NHST is a framework for deciding whether the findings from a sample are meaningful — whether they generalise to a population. It is helpful to think of it as a game with clearly defined methods and decision criteria. NHST sets a significance level and pits two opposing accounts (models) — the null hypothesis and the alternative hypothesis — against each other, declaring a winner. The reason we can speak of winning and losing is that the two hypotheses are exclusive: it cannot be the case that both are right or that both are wrong. But because the verdict is reached by inferential statistics, the verdict itself carries probabilistic uncertainty. The probability of incorrectly concluding “the alternative is correct” when the null is actually true is non-zero. Likewise, the probability of incorrectly concluding “the null is correct” when the alternative is actually true is non-zero. The former is a Type I error; the latter is a Type II error. We would like both probabilities to be zero, but they cannot be; we therefore name them \(\alpha\) and \(\beta\), and aim to bound each below some agreed level. NHST is the formalised procedure built to achieve this control. The significance level mentioned above is the tolerated value of \(\alpha\), set at 5% by convention in psychology.
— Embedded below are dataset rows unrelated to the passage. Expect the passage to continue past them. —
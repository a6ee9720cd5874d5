use crate::parse::common::{
    compose_path, declared_name, first_double_quoted, is_comment_or_blank, normalize_prefix,
    Endpoint, HttpMethod,
};
use crate::parse::java::{self, ClassScopes};
use crate::parse::{Framework, FrameworkParser};
use std::path::Path;

/// JAX-RS resources: `@Path` classes whose methods carry a verb annotation
/// and an optional method-level `@Path`.
pub struct JaxRsParser;

/// Annotations seen since the last member declaration.
#[derive(Debug, Default)]
struct PendingMember {
    verb: Option<(HttpMethod, usize)>,
    path: Option<(String, usize)>,
}

impl PendingMember {
    fn take(&mut self) -> PendingMember {
        std::mem::take(self)
    }
}

impl FrameworkParser for JaxRsParser {
    fn framework(&self) -> Framework {
        Framework::JaxRs
    }

    fn supported_extensions(&self) -> &[&'static str] {
        &["java"]
    }

    fn can_parse(&self, _path: &Path, content: &str) -> bool {
        content.contains("@Path")
    }

    fn parse_file(&self, path: &Path, content: &str) -> Vec<Endpoint> {
        let lines: Vec<&str> = content.lines().collect();
        let mut endpoints = Vec::new();
        let mut scopes: ClassScopes<String> = ClassScopes::new();
        let mut class_path = String::new();
        let mut member = PendingMember::default();

        for (i, line) in lines.iter().enumerate() {
            let trimmed = line.trim();
            if is_comment_or_blank(trimmed) {
                continue;
            }

            for ann in java::annotations_on_line(&lines, i) {
                match ann.name {
                    "Path" if java::annotates_type(&lines, i, ann.end_line) => {
                        class_path = normalize_prefix(first_double_quoted(&ann.args).unwrap_or(""));
                    }
                    "Path" => {
                        let route = first_double_quoted(&ann.args).unwrap_or("/");
                        member.path = Some((route.to_string(), i));
                    }
                    "GET" | "POST" | "PUT" | "DELETE" | "PATCH" | "HEAD" | "OPTIONS" => {
                        member.verb = Some((HttpMethod::from_token(ann.name), i));
                    }
                    _ => {}
                }
            }

            if let Some(name) = java::class_name(trimmed) {
                scopes.open(name, std::mem::take(&mut class_path));
                member.take();
            } else if let Some(decl) = java::after_visibility(trimmed).filter(|d| is_member_decl(d)) {
                let pending = member.take();
                if let Some(scope) = scopes.current() {
                    if let Some(endpoint) = member_endpoint(path, &scope.name, &scope.data, pending, decl) {
                        endpoints.push(endpoint);
                    }
                }
            }
            scopes.advance(line);
        }

        endpoints
    }
}

/// A method declaration: a call-like name before any `=`.
fn is_member_decl(decl: &str) -> bool {
    match (decl.find('('), decl.find('=')) {
        (Some(paren), Some(eq)) => paren < eq,
        (Some(_), None) => true,
        _ => false,
    }
}

fn member_endpoint(
    file: &Path,
    owner: &str,
    class_path: &str,
    pending: PendingMember,
    decl: &str,
) -> Option<Endpoint> {
    let (method, line) = match (&pending.verb, &pending.path) {
        (Some((verb, verb_line)), Some((_, path_line))) => (*verb, (*verb_line).min(*path_line)),
        (Some((verb, verb_line)), None) => (*verb, *verb_line),
        // A bare @Path is a sub-resource locator.
        (None, Some((_, path_line))) => (HttpMethod::Unknown, *path_line),
        (None, None) => return None,
    };
    let route = pending.path.as_ref().map(|(p, _)| p.as_str()).unwrap_or("/");
    Some(Endpoint::new(
        compose_path(&[class_path, route]),
        method,
        file,
        line,
        owner,
        declared_name(decl).unwrap_or_default(),
        Framework::JaxRs,
    ))
}
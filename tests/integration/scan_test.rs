use assert_cmd::Command;
use predicates::prelude::*;
use std::path::PathBuf;

fn fixture_path(name: &str) -> PathBuf {
    PathBuf::from(env!("CARGO_MANIFEST_DIR"))
        .join("tests")
        .join("fixtures")
        .join(name)
}

fn scan_json(extra: &[&str]) -> serde_json::Value {
    let fixture = fixture_path("polyglot");
    let mut args = vec!["scan", fixture.to_str().unwrap(), "--format", "json", "--quiet"];
    args.extend_from_slice(extra);
    let output = Command::cargo_bin("routescan")
        .unwrap()
        .args(&args)
        .assert()
        .success()
        .get_output()
        .stdout
        .clone();
    serde_json::from_slice(&output).unwrap()
}

fn routes(json: &serde_json::Value) -> Vec<(String, String)> {
    json["endpoints"]
        .as_array()
        .unwrap()
        .iter()
        .map(|e| {
            (
                e["method"].as_str().unwrap().to_string(),
                e["path"].as_str().unwrap().to_string(),
            )
        })
        .collect()
}

#[test]
fn scan_polyglot_json() {
    let json = scan_json(&[]);

    assert_eq!(json["metadata"]["files_scanned"], 6);
    assert_eq!(json["metadata"]["files_matched"], 6);
    assert_eq!(json["metadata"]["files_skipped"], 0);
    assert_eq!(json["metadata"]["endpoint_count"], 11);
    assert_eq!(json["metadata"]["frameworks"]["Spring"], 3);
    assert_eq!(json["metadata"]["frameworks"]["JAX-RS"], 2);
    assert_eq!(json["metadata"]["frameworks"]["Echo"], 1);
    assert_eq!(json["metadata"]["frameworks"]["FastAPI"], 2);
    assert_eq!(json["metadata"]["frameworks"]["Flask"], 1);
    assert_eq!(json["metadata"]["frameworks"]["Flask-RESTful"], 2);
    assert!(json["metadata"]["frameworks"]["Gin"].is_null());

    let expected: Vec<(String, String)> = [
        ("GET", "/api/v1/ping"),
        ("GET", "/orders"),
        ("POST", "/orders/{id}/cancel"),
        ("GET", "/api/users"),
        ("POST", "/api/users"),
        ("DELETE", "/api/users/{id}"),
        ("GET", "/users"),
        ("POST", "/users"),
        ("GET", "/health"),
        ("GET", "/items"),
        ("PUT", "/items/{item_id}"),
    ]
    .iter()
    .map(|(m, p)| (m.to_string(), p.to_string()))
    .collect();
    assert_eq!(routes(&json), expected);
}

#[test]
fn scan_reports_location_and_owner() {
    let json = scan_json(&[]);
    let list = json["endpoints"]
        .as_array()
        .unwrap()
        .iter()
        .find(|e| e["handler"] == "list")
        .unwrap();

    assert_eq!(list["owner"], "UserController");
    assert_eq!(list["framework"], "Spring");
    assert_eq!(
        list["file"],
        "java/src/main/java/com/shop/UserController.java"
    );
    assert_eq!(list["line"], 9);
}

#[test]
fn scan_skips_tests_and_dependencies_by_default() {
    let json = scan_json(&[]);
    let paths: Vec<String> = routes(&json).into_iter().map(|(_, p)| p).collect();
    assert!(!paths.contains(&"/from-test".to_string()));
    assert!(!paths.contains(&"/test-only".to_string()));
    assert!(!paths.contains(&"/vendored".to_string()));
}

#[test]
fn scan_include_tests() {
    let json = scan_json(&["--include-tests"]);
    let paths: Vec<String> = routes(&json).into_iter().map(|(_, p)| p).collect();
    assert!(paths.contains(&"/from-test".to_string()));
    assert!(paths.contains(&"/test-only".to_string()));
    assert!(!paths.contains(&"/vendored".to_string()));
}

#[test]
fn scan_framework_filter() {
    let json = scan_json(&["--framework", "flask"]);
    assert_eq!(
        routes(&json),
        vec![
            ("GET".to_string(), "/users".to_string()),
            ("POST".to_string(), "/users".to_string()),
            ("GET".to_string(), "/health".to_string()),
        ]
    );
}

#[test]
fn scan_exclude_glob() {
    let json = scan_json(&["--exclude", "java/**"]);
    assert_eq!(json["metadata"]["endpoint_count"], 6);
    assert!(json["metadata"]["frameworks"]["Spring"].is_null());
}

#[test]
fn scan_text_output() {
    Command::cargo_bin("routescan")
        .unwrap()
        .args([
            "scan",
            fixture_path("polyglot").to_str().unwrap(),
            "--format",
            "text",
            "--quiet",
        ])
        .assert()
        .success()
        .stdout(predicate::str::contains("GET /api/users"))
        .stdout(predicate::str::contains("UserController.list"))
        .stdout(predicate::str::contains("[Flask-RESTful]"))
        .stdout(predicate::str::contains("py/app.py:16"));
}

#[test]
fn scan_prints_summary_unless_quiet() {
    Command::cargo_bin("routescan")
        .unwrap()
        .args(["scan", fixture_path("polyglot").to_str().unwrap()])
        .assert()
        .success()
        .stderr(predicate::str::contains("Found 11 endpoints"));
}

#[test]
fn scan_empty_dir_fails() {
    let tmp = tempfile::tempdir().unwrap();
    Command::cargo_bin("routescan")
        .unwrap()
        .args(["scan", tmp.path().to_str().unwrap(), "--quiet"])
        .assert()
        .failure()
        .stderr(predicate::str::contains("No scannable files"));
}

#[test]
fn scan_missing_path_fails() {
    Command::cargo_bin("routescan")
        .unwrap()
        .args(["scan", "/definitely/not/here", "--quiet"])
        .assert()
        .failure();
}

#[test]
fn scan_unreadable_file_is_skipped() {
    let tmp = tempfile::tempdir().unwrap();
    std::fs::write(
        tmp.path().join("app.py"),
        "from flask import Flask\n@app.route('/ok')\ndef ok():\n    pass\n",
    )
    .unwrap();
    std::fs::write(tmp.path().join("binary.py"), [0xff, 0xfe, 0x00, 0x81]).unwrap();

    let output = Command::cargo_bin("routescan")
        .unwrap()
        .args(["scan", tmp.path().to_str().unwrap(), "--format", "json", "--quiet"])
        .assert()
        .success()
        .get_output()
        .stdout
        .clone();
    let json: serde_json::Value = serde_json::from_slice(&output).unwrap();
    assert_eq!(json["metadata"]["files_scanned"], 2);
    assert_eq!(json["metadata"]["files_skipped"], 1);
    assert_eq!(json["metadata"]["endpoint_count"], 1);
}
Because NHST is fundamentally a procedure for controlling errors, the mindset of “engineering a significant result” is wholly misguided. NHST also combines mathematical inference with a human convention for adjudicating verdicts; do not read excess meaning into the result or take any single outcome too much to heart.
A generic NHST procedure has five steps:
NHST is applied to questions such as whether two group means differ, or whether a correlation differs from zero. It assumes that we are inferring from a sample to a population — not deciding the truth of a theoretical claim a priori, and not in the situation where the entire population is observed. It also reflects the fact that, with small samples, the confidence interval of a sample statistic is wide, and a framework is needed to decide anything at all.
Because the population state is unknown, we set up hypotheses. The null hypothesis (literally “empty”) asserts something like “no difference in means” (\(\mu_1 - \mu_2 = 0\)) or “zero population correlation” (\(\rho = 0\)). The alternative hypothesis is the exclusive complement: “the difference is non-zero” (\(\mu_1 - \mu_2 \neq 0\)) or “the correlation is non-zero” (\(\rho \neq 0\)). The reason the null is always “zero” is that, of the two mutually exclusive hypotheses, the non-zero side is infinitely subdivisible (a difference of 1, or 1.1, or 1.11, …) and cannot be tested point by point.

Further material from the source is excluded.